• Task description
From the entries below, list each line with "next".

Items from a dataset:
———

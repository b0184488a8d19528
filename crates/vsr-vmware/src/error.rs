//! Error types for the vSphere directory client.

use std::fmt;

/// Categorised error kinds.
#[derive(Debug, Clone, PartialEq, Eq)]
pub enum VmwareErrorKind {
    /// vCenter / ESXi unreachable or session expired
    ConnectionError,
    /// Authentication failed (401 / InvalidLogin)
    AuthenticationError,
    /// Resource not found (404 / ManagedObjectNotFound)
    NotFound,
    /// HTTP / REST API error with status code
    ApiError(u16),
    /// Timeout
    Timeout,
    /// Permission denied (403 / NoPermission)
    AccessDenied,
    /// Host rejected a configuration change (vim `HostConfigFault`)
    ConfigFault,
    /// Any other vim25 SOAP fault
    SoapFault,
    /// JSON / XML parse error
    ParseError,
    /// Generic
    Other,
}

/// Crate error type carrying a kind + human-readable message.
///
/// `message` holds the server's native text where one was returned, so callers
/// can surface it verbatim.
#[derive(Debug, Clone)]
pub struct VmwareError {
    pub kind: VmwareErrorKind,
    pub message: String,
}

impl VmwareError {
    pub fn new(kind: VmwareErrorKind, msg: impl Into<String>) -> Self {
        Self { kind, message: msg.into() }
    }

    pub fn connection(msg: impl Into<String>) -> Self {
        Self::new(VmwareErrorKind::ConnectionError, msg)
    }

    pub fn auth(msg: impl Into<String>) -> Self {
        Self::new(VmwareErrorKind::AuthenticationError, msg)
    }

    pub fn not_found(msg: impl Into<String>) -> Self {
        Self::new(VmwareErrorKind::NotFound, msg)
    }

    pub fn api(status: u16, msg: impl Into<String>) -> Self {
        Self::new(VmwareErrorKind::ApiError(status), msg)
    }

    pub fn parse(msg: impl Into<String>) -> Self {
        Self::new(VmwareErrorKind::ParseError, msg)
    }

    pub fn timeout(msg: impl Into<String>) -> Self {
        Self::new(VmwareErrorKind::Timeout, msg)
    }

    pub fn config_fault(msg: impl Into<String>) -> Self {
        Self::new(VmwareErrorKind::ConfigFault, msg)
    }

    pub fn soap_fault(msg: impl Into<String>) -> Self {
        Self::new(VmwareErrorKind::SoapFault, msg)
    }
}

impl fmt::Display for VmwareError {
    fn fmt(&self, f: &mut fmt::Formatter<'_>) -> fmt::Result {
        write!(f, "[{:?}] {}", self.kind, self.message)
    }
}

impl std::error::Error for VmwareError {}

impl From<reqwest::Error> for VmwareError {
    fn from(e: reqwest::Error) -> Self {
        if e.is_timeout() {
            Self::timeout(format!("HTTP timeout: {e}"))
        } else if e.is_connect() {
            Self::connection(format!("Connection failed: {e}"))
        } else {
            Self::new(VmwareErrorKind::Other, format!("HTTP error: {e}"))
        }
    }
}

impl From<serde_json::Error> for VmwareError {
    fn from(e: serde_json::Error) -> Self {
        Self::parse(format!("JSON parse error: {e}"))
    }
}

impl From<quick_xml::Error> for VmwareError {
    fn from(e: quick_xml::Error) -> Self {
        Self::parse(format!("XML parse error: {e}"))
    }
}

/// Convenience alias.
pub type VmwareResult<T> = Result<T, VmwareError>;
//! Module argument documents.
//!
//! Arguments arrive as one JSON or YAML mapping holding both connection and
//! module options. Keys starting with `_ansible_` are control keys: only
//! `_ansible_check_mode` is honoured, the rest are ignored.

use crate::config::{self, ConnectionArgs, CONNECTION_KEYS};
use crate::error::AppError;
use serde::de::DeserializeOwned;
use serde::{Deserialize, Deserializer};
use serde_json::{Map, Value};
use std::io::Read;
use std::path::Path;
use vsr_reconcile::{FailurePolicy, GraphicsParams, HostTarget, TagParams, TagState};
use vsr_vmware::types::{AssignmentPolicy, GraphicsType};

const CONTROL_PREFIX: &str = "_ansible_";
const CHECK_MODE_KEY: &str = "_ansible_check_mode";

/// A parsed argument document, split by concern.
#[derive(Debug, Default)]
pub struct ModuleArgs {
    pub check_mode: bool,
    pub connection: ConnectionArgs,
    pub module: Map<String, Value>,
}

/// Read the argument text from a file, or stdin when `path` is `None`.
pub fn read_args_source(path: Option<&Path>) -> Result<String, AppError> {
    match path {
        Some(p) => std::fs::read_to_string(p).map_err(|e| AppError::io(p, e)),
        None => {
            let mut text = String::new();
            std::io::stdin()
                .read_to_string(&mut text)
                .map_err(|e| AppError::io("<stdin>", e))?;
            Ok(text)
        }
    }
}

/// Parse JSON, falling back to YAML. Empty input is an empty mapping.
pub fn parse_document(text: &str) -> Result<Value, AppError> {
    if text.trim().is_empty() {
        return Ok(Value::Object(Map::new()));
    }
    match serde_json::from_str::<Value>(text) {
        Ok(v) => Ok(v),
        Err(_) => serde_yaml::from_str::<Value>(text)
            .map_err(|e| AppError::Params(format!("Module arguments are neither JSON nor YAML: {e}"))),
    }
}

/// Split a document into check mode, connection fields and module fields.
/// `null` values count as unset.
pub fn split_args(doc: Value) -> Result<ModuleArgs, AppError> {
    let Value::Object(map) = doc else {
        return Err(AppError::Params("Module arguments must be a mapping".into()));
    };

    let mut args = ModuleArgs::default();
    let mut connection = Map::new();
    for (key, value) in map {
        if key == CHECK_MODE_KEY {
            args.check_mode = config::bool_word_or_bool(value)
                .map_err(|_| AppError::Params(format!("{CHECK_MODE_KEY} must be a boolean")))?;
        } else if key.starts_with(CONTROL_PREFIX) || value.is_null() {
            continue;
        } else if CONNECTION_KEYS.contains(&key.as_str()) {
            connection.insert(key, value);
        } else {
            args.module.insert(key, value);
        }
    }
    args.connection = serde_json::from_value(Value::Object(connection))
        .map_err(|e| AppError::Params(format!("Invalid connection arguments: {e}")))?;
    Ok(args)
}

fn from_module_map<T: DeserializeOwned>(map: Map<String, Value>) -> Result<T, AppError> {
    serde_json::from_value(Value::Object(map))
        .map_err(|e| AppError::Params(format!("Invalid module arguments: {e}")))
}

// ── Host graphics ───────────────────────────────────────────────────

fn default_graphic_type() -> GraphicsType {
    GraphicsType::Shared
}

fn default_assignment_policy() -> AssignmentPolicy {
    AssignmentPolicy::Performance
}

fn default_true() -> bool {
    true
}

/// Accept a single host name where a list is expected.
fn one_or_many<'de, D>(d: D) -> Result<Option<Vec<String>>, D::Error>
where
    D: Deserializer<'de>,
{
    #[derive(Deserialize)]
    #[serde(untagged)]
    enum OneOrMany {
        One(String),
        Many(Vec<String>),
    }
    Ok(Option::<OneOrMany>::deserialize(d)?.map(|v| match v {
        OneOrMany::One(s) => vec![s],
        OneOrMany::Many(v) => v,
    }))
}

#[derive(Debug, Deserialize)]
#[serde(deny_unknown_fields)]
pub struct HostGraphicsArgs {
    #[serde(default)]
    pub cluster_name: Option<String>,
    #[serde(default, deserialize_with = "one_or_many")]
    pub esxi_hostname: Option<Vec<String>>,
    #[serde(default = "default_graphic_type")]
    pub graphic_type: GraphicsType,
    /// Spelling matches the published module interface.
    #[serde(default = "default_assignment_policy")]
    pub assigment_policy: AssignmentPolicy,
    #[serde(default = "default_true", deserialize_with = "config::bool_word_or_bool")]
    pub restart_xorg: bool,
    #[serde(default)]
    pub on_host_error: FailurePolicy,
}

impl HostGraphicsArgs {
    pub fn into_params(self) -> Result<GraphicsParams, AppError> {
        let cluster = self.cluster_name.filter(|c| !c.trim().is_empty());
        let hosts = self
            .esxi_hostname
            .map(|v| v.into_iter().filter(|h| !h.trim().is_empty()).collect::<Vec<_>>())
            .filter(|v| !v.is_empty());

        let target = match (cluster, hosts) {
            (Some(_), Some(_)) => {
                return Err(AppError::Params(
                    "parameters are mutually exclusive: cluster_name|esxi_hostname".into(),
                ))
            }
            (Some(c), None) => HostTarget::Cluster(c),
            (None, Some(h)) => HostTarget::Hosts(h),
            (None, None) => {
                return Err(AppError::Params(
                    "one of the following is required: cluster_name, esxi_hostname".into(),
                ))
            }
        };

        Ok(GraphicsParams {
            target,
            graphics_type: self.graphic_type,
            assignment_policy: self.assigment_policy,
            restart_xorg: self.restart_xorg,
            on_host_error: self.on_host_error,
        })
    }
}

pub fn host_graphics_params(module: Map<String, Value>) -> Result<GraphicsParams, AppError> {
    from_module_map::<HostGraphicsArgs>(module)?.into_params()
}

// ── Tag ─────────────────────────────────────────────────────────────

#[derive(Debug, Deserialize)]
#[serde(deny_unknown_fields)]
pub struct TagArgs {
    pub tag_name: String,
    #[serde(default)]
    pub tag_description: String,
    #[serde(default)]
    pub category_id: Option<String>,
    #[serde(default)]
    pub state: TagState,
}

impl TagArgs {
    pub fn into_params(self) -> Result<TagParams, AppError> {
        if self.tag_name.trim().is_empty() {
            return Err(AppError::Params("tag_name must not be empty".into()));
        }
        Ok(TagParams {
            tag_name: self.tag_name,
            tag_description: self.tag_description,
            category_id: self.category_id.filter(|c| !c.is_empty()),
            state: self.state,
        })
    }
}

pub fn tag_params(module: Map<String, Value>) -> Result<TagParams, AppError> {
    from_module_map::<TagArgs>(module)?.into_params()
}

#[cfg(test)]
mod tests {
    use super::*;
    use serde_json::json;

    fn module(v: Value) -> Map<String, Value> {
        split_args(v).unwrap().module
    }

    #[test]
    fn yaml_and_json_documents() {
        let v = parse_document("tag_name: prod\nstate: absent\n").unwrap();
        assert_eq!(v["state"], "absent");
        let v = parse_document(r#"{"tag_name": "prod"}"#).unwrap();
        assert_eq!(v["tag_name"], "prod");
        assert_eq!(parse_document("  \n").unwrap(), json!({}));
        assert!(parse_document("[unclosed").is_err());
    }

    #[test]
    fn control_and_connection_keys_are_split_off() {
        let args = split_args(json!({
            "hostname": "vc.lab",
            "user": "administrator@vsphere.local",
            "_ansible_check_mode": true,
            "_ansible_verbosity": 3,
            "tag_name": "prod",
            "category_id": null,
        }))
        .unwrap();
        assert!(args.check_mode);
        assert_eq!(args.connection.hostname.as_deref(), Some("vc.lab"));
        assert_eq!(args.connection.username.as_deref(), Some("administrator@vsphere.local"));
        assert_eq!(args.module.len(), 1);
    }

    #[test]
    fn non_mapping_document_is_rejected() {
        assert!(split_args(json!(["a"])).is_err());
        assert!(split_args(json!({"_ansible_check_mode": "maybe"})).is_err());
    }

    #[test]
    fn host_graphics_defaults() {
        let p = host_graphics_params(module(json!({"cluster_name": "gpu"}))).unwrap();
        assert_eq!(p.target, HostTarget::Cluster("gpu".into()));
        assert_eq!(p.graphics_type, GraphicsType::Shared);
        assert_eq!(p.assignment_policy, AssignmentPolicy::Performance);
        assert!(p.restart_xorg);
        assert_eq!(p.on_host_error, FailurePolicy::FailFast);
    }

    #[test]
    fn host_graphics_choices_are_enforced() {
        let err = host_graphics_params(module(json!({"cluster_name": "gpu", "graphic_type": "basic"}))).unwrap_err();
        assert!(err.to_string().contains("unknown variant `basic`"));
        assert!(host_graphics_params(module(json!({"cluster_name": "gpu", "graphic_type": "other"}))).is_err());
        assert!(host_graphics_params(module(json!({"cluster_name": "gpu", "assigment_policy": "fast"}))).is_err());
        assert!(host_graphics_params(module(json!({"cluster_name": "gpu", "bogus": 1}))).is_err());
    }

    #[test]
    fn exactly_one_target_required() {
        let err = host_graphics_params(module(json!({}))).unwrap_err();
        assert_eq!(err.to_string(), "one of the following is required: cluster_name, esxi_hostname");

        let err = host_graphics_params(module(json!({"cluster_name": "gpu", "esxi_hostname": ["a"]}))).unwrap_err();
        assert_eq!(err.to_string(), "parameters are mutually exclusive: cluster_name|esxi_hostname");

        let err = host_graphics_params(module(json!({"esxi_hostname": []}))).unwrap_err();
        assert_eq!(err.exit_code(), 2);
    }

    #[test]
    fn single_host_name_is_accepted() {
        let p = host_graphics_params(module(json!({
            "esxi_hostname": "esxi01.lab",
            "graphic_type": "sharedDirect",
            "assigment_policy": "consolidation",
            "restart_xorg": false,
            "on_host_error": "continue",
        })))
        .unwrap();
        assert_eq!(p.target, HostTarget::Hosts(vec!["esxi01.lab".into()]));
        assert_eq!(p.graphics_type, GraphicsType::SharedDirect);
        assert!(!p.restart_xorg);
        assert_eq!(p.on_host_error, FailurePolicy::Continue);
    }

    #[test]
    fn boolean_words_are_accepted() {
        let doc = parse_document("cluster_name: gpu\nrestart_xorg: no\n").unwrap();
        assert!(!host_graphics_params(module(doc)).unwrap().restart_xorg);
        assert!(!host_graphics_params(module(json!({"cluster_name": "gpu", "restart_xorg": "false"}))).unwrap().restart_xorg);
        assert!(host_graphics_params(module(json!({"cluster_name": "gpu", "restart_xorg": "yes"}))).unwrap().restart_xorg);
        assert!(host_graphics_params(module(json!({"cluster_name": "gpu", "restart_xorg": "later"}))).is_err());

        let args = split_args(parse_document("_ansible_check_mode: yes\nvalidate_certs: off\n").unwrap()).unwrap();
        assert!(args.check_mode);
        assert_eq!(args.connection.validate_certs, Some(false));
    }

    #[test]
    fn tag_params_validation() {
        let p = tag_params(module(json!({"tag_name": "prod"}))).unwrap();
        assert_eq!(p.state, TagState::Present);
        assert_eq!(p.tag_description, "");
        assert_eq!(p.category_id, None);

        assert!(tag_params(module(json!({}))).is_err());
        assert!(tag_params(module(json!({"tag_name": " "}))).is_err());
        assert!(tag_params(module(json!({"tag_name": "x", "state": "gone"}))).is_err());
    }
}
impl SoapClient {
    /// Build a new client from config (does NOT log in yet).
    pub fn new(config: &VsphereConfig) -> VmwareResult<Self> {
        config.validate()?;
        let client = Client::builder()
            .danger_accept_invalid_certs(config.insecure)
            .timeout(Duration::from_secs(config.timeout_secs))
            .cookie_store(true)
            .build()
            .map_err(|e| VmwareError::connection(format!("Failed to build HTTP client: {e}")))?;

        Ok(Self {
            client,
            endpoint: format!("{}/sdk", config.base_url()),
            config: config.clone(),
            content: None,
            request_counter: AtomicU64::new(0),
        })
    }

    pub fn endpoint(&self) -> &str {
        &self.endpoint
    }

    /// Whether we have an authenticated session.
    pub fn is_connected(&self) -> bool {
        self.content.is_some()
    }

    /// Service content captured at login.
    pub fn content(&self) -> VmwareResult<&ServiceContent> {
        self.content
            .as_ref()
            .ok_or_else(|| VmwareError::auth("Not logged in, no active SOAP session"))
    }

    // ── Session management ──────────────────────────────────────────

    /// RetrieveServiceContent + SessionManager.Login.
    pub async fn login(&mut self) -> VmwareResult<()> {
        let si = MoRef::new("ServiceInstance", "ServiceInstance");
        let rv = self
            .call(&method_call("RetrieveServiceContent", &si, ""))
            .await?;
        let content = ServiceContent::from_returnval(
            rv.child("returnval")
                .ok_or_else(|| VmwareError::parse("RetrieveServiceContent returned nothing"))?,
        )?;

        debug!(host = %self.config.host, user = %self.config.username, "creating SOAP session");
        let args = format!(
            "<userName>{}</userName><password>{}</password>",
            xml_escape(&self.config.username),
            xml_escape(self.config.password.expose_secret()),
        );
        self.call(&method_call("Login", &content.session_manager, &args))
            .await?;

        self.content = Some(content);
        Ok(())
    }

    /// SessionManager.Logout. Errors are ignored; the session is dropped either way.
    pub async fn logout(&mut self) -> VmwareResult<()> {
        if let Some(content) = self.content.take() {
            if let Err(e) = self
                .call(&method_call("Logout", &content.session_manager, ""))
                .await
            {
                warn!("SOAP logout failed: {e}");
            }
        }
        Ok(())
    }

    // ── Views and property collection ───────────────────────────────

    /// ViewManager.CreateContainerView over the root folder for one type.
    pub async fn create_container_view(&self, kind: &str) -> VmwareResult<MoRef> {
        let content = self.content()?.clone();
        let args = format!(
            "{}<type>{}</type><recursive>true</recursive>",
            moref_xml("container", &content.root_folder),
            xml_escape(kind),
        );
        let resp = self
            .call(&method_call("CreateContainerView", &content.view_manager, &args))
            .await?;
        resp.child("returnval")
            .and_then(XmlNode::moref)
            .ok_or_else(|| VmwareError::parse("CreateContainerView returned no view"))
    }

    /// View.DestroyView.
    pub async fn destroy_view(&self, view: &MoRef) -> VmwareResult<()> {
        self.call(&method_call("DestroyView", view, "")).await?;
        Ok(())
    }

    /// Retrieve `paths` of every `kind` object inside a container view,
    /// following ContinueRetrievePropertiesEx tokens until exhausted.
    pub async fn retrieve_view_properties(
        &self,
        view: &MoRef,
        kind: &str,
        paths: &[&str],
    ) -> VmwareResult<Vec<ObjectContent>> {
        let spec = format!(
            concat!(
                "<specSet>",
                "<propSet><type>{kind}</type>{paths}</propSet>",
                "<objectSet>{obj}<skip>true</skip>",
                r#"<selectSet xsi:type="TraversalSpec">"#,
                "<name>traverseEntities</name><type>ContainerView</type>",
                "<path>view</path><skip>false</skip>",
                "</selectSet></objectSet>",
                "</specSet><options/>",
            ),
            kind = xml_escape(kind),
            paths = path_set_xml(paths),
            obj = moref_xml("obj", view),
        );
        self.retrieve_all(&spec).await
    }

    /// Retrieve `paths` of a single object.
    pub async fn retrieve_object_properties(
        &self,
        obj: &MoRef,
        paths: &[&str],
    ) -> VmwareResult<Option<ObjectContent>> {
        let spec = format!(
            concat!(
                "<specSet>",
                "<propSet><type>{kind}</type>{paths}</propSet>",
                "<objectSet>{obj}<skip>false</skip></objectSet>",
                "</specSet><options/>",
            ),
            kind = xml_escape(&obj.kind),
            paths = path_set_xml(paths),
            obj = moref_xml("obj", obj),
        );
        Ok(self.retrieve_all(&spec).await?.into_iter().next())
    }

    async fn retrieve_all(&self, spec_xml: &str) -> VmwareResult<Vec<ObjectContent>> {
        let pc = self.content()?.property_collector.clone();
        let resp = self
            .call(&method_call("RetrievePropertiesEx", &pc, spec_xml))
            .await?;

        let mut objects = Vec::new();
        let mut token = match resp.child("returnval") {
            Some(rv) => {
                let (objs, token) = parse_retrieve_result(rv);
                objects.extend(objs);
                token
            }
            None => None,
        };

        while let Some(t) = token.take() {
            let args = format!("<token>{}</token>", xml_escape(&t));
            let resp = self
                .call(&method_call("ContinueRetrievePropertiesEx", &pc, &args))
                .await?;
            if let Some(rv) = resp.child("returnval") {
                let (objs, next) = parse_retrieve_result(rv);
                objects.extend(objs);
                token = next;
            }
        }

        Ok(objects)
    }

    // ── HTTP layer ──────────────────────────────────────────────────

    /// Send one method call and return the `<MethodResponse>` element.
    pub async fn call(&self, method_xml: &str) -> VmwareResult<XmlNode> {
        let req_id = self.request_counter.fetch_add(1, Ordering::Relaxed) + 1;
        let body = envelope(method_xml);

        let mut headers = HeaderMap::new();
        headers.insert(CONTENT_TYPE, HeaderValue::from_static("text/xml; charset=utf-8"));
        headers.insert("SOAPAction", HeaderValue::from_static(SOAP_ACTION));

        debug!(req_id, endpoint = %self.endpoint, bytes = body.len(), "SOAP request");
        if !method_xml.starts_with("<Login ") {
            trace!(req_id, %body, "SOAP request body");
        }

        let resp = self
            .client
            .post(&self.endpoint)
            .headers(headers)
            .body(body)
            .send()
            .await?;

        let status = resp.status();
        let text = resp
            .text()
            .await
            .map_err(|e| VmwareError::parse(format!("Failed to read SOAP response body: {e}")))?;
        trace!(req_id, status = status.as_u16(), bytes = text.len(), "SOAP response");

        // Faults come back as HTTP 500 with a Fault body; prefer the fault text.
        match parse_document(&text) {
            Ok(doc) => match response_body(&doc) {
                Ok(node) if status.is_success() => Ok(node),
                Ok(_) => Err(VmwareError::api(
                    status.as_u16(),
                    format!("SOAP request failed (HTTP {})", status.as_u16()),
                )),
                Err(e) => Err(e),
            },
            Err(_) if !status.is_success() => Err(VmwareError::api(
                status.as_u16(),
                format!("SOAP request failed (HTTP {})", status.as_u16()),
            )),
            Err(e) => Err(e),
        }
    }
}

———

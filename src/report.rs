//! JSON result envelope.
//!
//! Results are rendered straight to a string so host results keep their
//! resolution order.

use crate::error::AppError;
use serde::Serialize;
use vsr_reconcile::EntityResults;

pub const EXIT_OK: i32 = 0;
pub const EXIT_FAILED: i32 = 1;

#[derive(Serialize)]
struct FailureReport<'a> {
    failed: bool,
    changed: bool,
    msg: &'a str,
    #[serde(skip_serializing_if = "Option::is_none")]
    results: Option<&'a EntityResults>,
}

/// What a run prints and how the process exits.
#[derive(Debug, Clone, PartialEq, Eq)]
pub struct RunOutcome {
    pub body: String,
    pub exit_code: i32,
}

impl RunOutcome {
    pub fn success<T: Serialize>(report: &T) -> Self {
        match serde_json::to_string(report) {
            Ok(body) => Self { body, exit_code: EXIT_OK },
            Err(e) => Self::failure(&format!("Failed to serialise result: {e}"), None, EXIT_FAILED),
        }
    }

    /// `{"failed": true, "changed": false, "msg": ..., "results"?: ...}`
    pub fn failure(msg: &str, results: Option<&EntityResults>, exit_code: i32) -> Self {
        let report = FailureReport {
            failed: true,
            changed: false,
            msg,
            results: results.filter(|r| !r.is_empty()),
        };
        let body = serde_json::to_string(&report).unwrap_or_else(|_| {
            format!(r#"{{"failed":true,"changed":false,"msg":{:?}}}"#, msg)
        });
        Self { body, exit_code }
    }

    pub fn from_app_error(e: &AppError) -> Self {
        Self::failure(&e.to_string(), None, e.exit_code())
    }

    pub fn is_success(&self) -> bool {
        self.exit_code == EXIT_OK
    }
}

———

• Exercise answer
        Ok(self.retrieve_all(&spec).await?.into_iter().next())
                let (objs, next) = parse_retrieve_result(rv);
                token = next;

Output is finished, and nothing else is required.